══ EXTRACTED RECORDS

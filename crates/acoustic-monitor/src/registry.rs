//! Sensor registry.

use acoustic_core::Sensor;
use chrono::Utc;
use dashmap::DashMap;
use dashmap::mapref::entry::Entry;
use serde::{Deserialize, Serialize};
use tracing::info;
use uuid::Uuid;

use crate::error::{MonitorError, MonitorResult};

/// Input for [`SensorRegistry::register`].
#[derive(Debug, Clone, Default, PartialEq, Serialize, Deserialize)]
#[serde(rename_all = "camelCase")]
pub struct RegisterRequest {
    /// Generated when absent.
    pub id: Option<String>,
    pub device_ref: Option<String>,
    pub name: Option<String>,
    pub lat: Option<f64>,
    pub lng: Option<f64>,
}

impl RegisterRequest {
    pub fn new(device_ref: impl Into<String>) -> Self {
        Self {
            device_ref: Some(device_ref.into()),
            ..Self::default()
        }
    }

    pub fn with_id(mut self, id: impl Into<String>) -> Self {
        self.id = Some(id.into());
        self
    }

    pub fn with_name(mut self, name: impl Into<String>) -> Self {
        self.name = Some(name.into());
        self
    }

    pub fn at(mut self, lat: f64, lng: f64) -> Self {
        self.lat = Some(lat);
        self.lng = Some(lng);
        self
    }
}

/// Outcome of a registration.
#[derive(Debug, Clone, PartialEq)]
pub enum Registration {
    Created(Sensor),
    Updated(Sensor),
}

impl Registration {
    pub fn sensor(&self) -> &Sensor {
        match self {
            Registration::Created(sensor) | Registration::Updated(sensor) => sensor,
        }
    }

    pub fn into_sensor(self) -> Sensor {
        match self {
            Registration::Created(sensor) | Registration::Updated(sensor) => sensor,
        }
    }
}

/// Registered sensors keyed by id.
#[derive(Debug, Default)]
pub struct SensorRegistry {
    sensors: DashMap<String, Sensor>,
}

impl SensorRegistry {
    pub fn new() -> Self {
        Self::default()
    }

    /// Creates a sensor, or updates device/name/location of an existing id in place.
    pub fn register(&self, request: RegisterRequest) -> MonitorResult<Registration> {
        let device_ref = non_blank(request.device_ref)
            .ok_or_else(|| MonitorError::Validation("deviceRef is required".to_string()))?;
        if let Some(lat) = request.lat {
            if !lat.is_finite() || !(-90.0..=90.0).contains(&lat) {
                return Err(MonitorError::Validation(format!("lat out of range: {lat}")));
            }
        }
        if let Some(lng) = request.lng {
            if !lng.is_finite() || !(-180.0..=180.0).contains(&lng) {
                return Err(MonitorError::Validation(format!("lng out of range: {lng}")));
            }
        }

        let id = non_blank(request.id).unwrap_or_else(|| format!("mic-{}", Uuid::new_v4().simple()));
        let name = non_blank(request.name).unwrap_or_else(|| device_ref.clone());

        let registration = match self.sensors.entry(id.clone()) {
            Entry::Occupied(mut occupied) => {
                let sensor = occupied.get_mut();
                sensor.device_ref = device_ref;
                sensor.name = name;
                sensor.lat = request.lat;
                sensor.lng = request.lng;
                Registration::Updated(sensor.clone())
            }
            Entry::Vacant(vacant) => {
                let sensor = Sensor {
                    id,
                    device_ref,
                    name,
                    lat: request.lat,
                    lng: request.lng,
                    registered_at: Utc::now(),
                };
                vacant.insert(sensor.clone());
                Registration::Created(sensor)
            }
        };

        let sensor = registration.sensor();
        info!(
            sensor_id = %sensor.id,
            device_ref = %sensor.device_ref,
            created = matches!(registration, Registration::Created(_)),
            "sensor registered"
        );
        Ok(registration)
    }

    pub fn unregister(&self, sensor_id: &str) -> MonitorResult<Sensor> {
        self.sensors
            .remove(sensor_id)
            .map(|(_, sensor)| sensor)
            .ok_or_else(|| MonitorError::NotFound(sensor_id.to_string()))
    }

    pub fn get(&self, sensor_id: &str) -> Option<Sensor> {
        self.sensors.get(sensor_id).map(|sensor| sensor.clone())
    }

    pub fn contains(&self, sensor_id: &str) -> bool {
        self.sensors.contains_key(sensor_id)
    }

    /// Runs `f` while the sensor entry is held, so a concurrent `unregister`
    /// cannot interleave with it.
    pub fn with_sensor<R>(&self, sensor_id: &str, f: impl FnOnce(&Sensor) -> R) -> Option<R> {
        self.sensors.get(sensor_id).map(|sensor| f(&sensor))
    }

    /// Snapshot ordered by registration time, then id.
    pub fn list(&self) -> Vec<Sensor> {
        let mut sensors: Vec<Sensor> = self.sensors.iter().map(|entry| entry.value().clone()).collect();
        sensors.sort_by(|a, b| a.registered_at.cmp(&b.registered_at).then_with(|| a.id.cmp(&b.id)));
        sensors
    }

    pub fn len(&self) -> usize {
        self.sensors.len()
    }

    pub fn is_empty(&self) -> bool {
        self.sensors.is_empty()
    }
}

fn non_blank(value: Option<String>) -> Option<String> {
    value
        .map(|v| v.trim().to_string())
        .filter(|v| !v.is_empty())
}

════

• [HOW TO COMPLETE THIS TASK] Everything in the listing above needs to be copied exactly.

• [FINISHED EXERCISE]
filename crates/acoustic-monitor/src/registry.rs
//! Sensor registry.

use acoustic_core::Sensor;
use chrono::Utc;
use dashmap::DashMap;
use dashmap::mapref::entry::Entry;
use serde::{Deserialize, Serialize};
use tracing::info;
use uuid::Uuid;

use crate::error::{MonitorError, MonitorResult};

/// Input for [`SensorRegistry::register`].
#[derive(Debug, Clone, Default, PartialEq, Serialize, Deserialize)]
#[serde(rename_all = "camelCase")]
pub struct RegisterRequest {
    /// Generated when absent.
    pub id: Option<String>,
    pub device_ref: Option<String>,
    pub name: Option<String>,
    pub lat: Option<f64>,
    pub lng: Option<f64>,
}

impl RegisterRequest {
    pub fn new(device_ref: impl Into<String>) -> Self {
        Self {
            device_ref: Some(device_ref.into()),
            ..Self::default()
        }
    }

    pub fn with_id(mut self, id: impl Into<String>) -> Self {
        self.id = Some(id.into());
        self
    }

    pub fn with_name(mut self, name: impl Into<String>) -> Self {
        self.name = Some(name.into());
        self
    }

    pub fn at(mut self, lat: f64, lng: f64) -> Self {
        self.lat = Some(lat);
        self.lng = Some(lng);
        self
    }
}

/// Outcome of a registration.
#[derive(Debug, Clone, PartialEq)]
pub enum Registration {
    Created(Sensor),
    Updated(Sensor),
}

impl Registration {
    pub fn sensor(&self) -> &Sensor {
        match self {
            Registration::Created(sensor) | Registration::Updated(sensor) => sensor,
        }
    }

    pub fn into_sensor(self) -> Sensor {
        match self {
            Registration::Created(sensor) | Registration::Updated(sensor) => sensor,
        }
    }
}

/// Registered sensors keyed by id.
#[derive(Debug, Default)]
pub struct SensorRegistry {
    sensors: DashMap<String, Sensor>,
}

impl SensorRegistry {
    pub fn new() -> Self {
        Self::default()
    }

    /// Creates a sensor, or updates device/name/location of an existing id in place.
    pub fn register(&self, request: RegisterRequest) -> MonitorResult<Registration> {
        let device_ref = non_blank(request.device_ref)
            .ok_or_else(|| MonitorError::Validation("deviceRef is required".to_string()))?;
        if let Some(lat) = request.lat {
            if !lat.is_finite() || !(-90.0..=90.0).contains(&lat) {
                return Err(MonitorError::Validation(format!("lat out of range: {lat}")));
            }
        }
        if let Some(lng) = request.lng {
            if !lng.is_finite() || !(-180.0..=180.0).contains(&lng) {
                return Err(MonitorError::Validation(format!("lng out of range: {lng}")));
            }
        }

        let id = non_blank(request.id).unwrap_or_else(|| format!("mic-{}", Uuid::new_v4().simple()));
        let name = non_blank(request.name).unwrap_or_else(|| device_ref.clone());

        let registration = match self.sensors.entry(id.clone()) {
            Entry::Occupied(mut occupied) => {
                let sensor = occupied.get_mut();
                sensor.device_ref = device_ref;
                sensor.name = name;
                sensor.lat = request.lat;
                sensor.lng = request.lng;
                Registration::Updated(sensor.clone())
            }
            Entry::Vacant(vacant) => {
                let sensor = Sensor {
                    id,
                    device_ref,
                    name,
                    lat: request.lat,
                    lng: request.lng,
                    registered_at: Utc::now(),
                };
                vacant.insert(sensor.clone());
                Registration::Created(sensor)
            }
        };

        let sensor = registration.sensor();
        info!(
            sensor_id = %sensor.id,
            device_ref = %sensor.device_ref,
            created = matches!(registration, Registration::Created(_)),
            "sensor registered"
        );
        Ok(registration)
    }

    pub fn unregister(&self, sensor_id: &str) -> MonitorResult<Sensor> {
        self.sensors
            .remove(sensor_id)
            .map(|(_, sensor)| sensor)
            .ok_or_else(|| MonitorError::NotFound(sensor_id.to_string()))
    }

    pub fn get(&self, sensor_id: &str) -> Option<Sensor> {
        self.sensors.get(sensor_id).map(|sensor| sensor.clone())
    }

    pub fn contains(&self, sensor_id: &str) -> bool {
        self.sensors.contains_key(sensor_id)
    }

    /// Runs `f` while the sensor entry is held, so a concurrent `unregister`
    /// cannot interleave with it.
    pub fn with_sensor<R>(&self, sensor_id: &str, f: impl FnOnce(&Sensor) -> R) -> Option<R> {
        self.sensors.get(sensor_id).map(|sensor| f(&sensor))
    }

    /// Snapshot ordered by registration time, then id.
    pub fn list(&self) -> Vec<Sensor> {
        let mut sensors: Vec<Sensor> = self.sensors.iter().map(|entry| entry.value().clone()).collect();
        sensors.sort_by(|a, b| a.registered_at.cmp(&b.registered_at).then_with(|| a.id.cmp(&b.id)));
        sensors
    }

    pub fn len(&self) -> usize {
        self.sensors.len()
    }

    pub fn is_empty(&self) -> bool {
        self.sensors.is_empty()
    }
}

fn non_blank(value: Option<String>) -> Option<String> {
    value
        .map(|v| v.trim().to_string())
        .filter(|v| !v.is_empty())
}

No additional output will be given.